WHAT TO WORK ON — Your answer should be the lines of the material that include the word "generic".

——

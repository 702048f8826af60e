//! Configuration for the registration coordinator.

/// Delay before the post-registration redirect fires
pub const DEFAULT_REDIRECT_DELAY_MS: u64 = 3000;

/// Configuration for the registration coordinator
#[derive(Debug, Clone)]
pub struct RegistrationConfig {
    /// Milliseconds between a successful registration and the redirect
    pub redirect_delay_ms: u64,

    /// Minimum password length
    pub min_password_chars: usize,

    /// Minimum phone number length (after trimming)
    pub min_phone_chars: usize,
}

impl Default for RegistrationConfig {
    fn default() -> Self {
        Self {
            redirect_delay_ms: DEFAULT_REDIRECT_DELAY_MS,
            min_password_chars: 6,
            min_phone_chars: 6,
        }
    }
}
//! # JobLink Shared
//!
//! Shared wire types and utilities used across the JobLink flow crates.
//! This crate contains the REST response envelope, the typed backend error
//! envelope with its message-extraction rules, and field-level validation
//! utilities.

pub mod types;
pub mod utils;

pub use types::*;
pub use utils::*;
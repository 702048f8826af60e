//! Error taxonomy for the registration and verification flow.
//!
//! Three layers, mirroring how failures actually reach the user:
//! local validation never touches the network, [`ApiFailure`] normalizes
//! transport and backend rejections into one displayable message, and the
//! [`OtpError`] / [`RegistrationError`] enums describe flow-level refusals
//! (cooldown active, request in flight, closed session). Nothing here is
//! fatal: every variant leaves the user in a recoverable state.

use std::collections::BTreeMap;
use std::fmt;

use thiserror::Error;

use jl_shared::types::envelope::{failure_message, BackendErrorEnvelope};

/// Normalized transport or backend failure.
///
/// Decoded once at the transport boundary: a rejection with a structured
/// body keeps its [`BackendErrorEnvelope`], a transport-level failure keeps
/// whatever raw text it carried. [`ApiFailure::message`] applies the ordered
/// extraction rules so no call site re-derives them.
#[derive(Debug, Clone, Default)]
pub struct ApiFailure {
    /// HTTP status of the rejected response, if one arrived
    pub http_status: Option<u16>,

    /// Decoded backend error body, if it was structured
    pub envelope: Option<BackendErrorEnvelope>,

    /// Raw transport error or undecodable body text
    pub raw: Option<String>,
}

impl ApiFailure {
    /// A rejection with a decoded structured body.
    pub fn backend(http_status: u16, envelope: BackendErrorEnvelope) -> Self {
        Self {
            http_status: Some(http_status),
            envelope: Some(envelope),
            raw: None,
        }
    }

    /// A rejection whose body could not be decoded.
    pub fn backend_raw(http_status: u16, body: impl Into<String>) -> Self {
        Self {
            http_status: Some(http_status),
            envelope: None,
            raw: Some(body.into()),
        }
    }

    /// A transport-level failure (network, timeout) with no response.
    pub fn transport(message: impl Into<String>) -> Self {
        Self {
            http_status: None,
            envelope: None,
            raw: Some(message.into()),
        }
    }

    /// Attach a structured body found inside a transport error.
    ///
    /// Some transports attach the server's response to a thrown error; the
    /// structured message must win over the generic transport text.
    pub fn with_envelope(mut self, envelope: BackendErrorEnvelope) -> Self {
        self.envelope = Some(envelope);
        self
    }

    /// The human-readable message, resolved by the ordered precedence:
    /// field map -> message -> title -> data.message -> raw text -> generic.
    pub fn message(&self) -> String {
        failure_message(self.envelope.as_ref(), self.raw.as_deref())
    }
}

impl fmt::Display for ApiFailure {
    fn fmt(&self, f: &mut fmt::Formatter<'_>) -> fmt::Result {
        f.write_str(&self.message())
    }
}

impl std::error::Error for ApiFailure {}

/// OTP session errors
#[derive(Error, Debug)]
pub enum OtpError {
    #[error("Verification code must be 4-8 digits")]
    InvalidFormat,

    #[error("Please wait {remaining} seconds before requesting a new code")]
    CooldownActive { remaining: u64 },

    #[error("A request is already in flight")]
    RequestInFlight,

    #[error("No verification code has been dispatched yet")]
    NoOutstandingCode,

    #[error("This code has already been verified")]
    AlreadyVerified,

    #[error("Maximum verification attempts exceeded. Please request a new code")]
    AttemptsExhausted,

    #[error("The verification session is closed")]
    SessionClosed,

    #[error("{0}")]
    Api(#[from] ApiFailure),
}

/// Registration coordinator errors
#[derive(Error, Debug)]
pub enum RegistrationError {
    #[error("Validation failed")]
    Invalid {
        fields: BTreeMap<String, Vec<String>>,
    },

    #[error("The verification session does not target the draft's email address")]
    SessionMismatch,

    #[error("The verification challenge is not verified")]
    ChallengeNotVerified,

    #[error("An account-creation attempt has already been made for this code")]
    AlreadyAttempted,

    #[error("The registration flow is closed")]
    FlowClosed,

    #[error(transparent)]
    Otp(#[from] OtpError),

    #[error("{0}")]
    Api(#[from] ApiFailure),
}

#[cfg(test)]
mod tests {
    use super::*;

    #[test]
    fn test_api_failure_prefers_structured_message() {
        let envelope: BackendErrorEnvelope =
            serde_json::from_str(r#"{"errors":{"OtpCode":["invalid"]}}"#).unwrap();
        let failure = ApiFailure::transport("connection reset").with_envelope(envelope);
        assert_eq!(failure.message(), "invalid");
    }

    #[test]
    fn test_api_failure_falls_back_to_raw() {
        let failure = ApiFailure::transport("connection reset");
        assert_eq!(failure.message(), "connection reset");
        assert_eq!(failure.to_string(), "connection reset");
    }

    #[test]
    fn test_otp_error_display() {
        let err = OtpError::CooldownActive { remaining: 42 };
        assert!(err.to_string().contains("42 seconds"));
    }

    #[test]
    fn test_registration_error_wraps_api_failure() {
        let err: RegistrationError = ApiFailure::backend_raw(500, "boom").into();
        assert_eq!(err.to_string(), "boom");
    }
}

——

SOLUTION TO THIS PROBLEM —
    /// structured message must win over the generic transport text.
    /// field map -> message -> title -> data.message -> raw text -> generic.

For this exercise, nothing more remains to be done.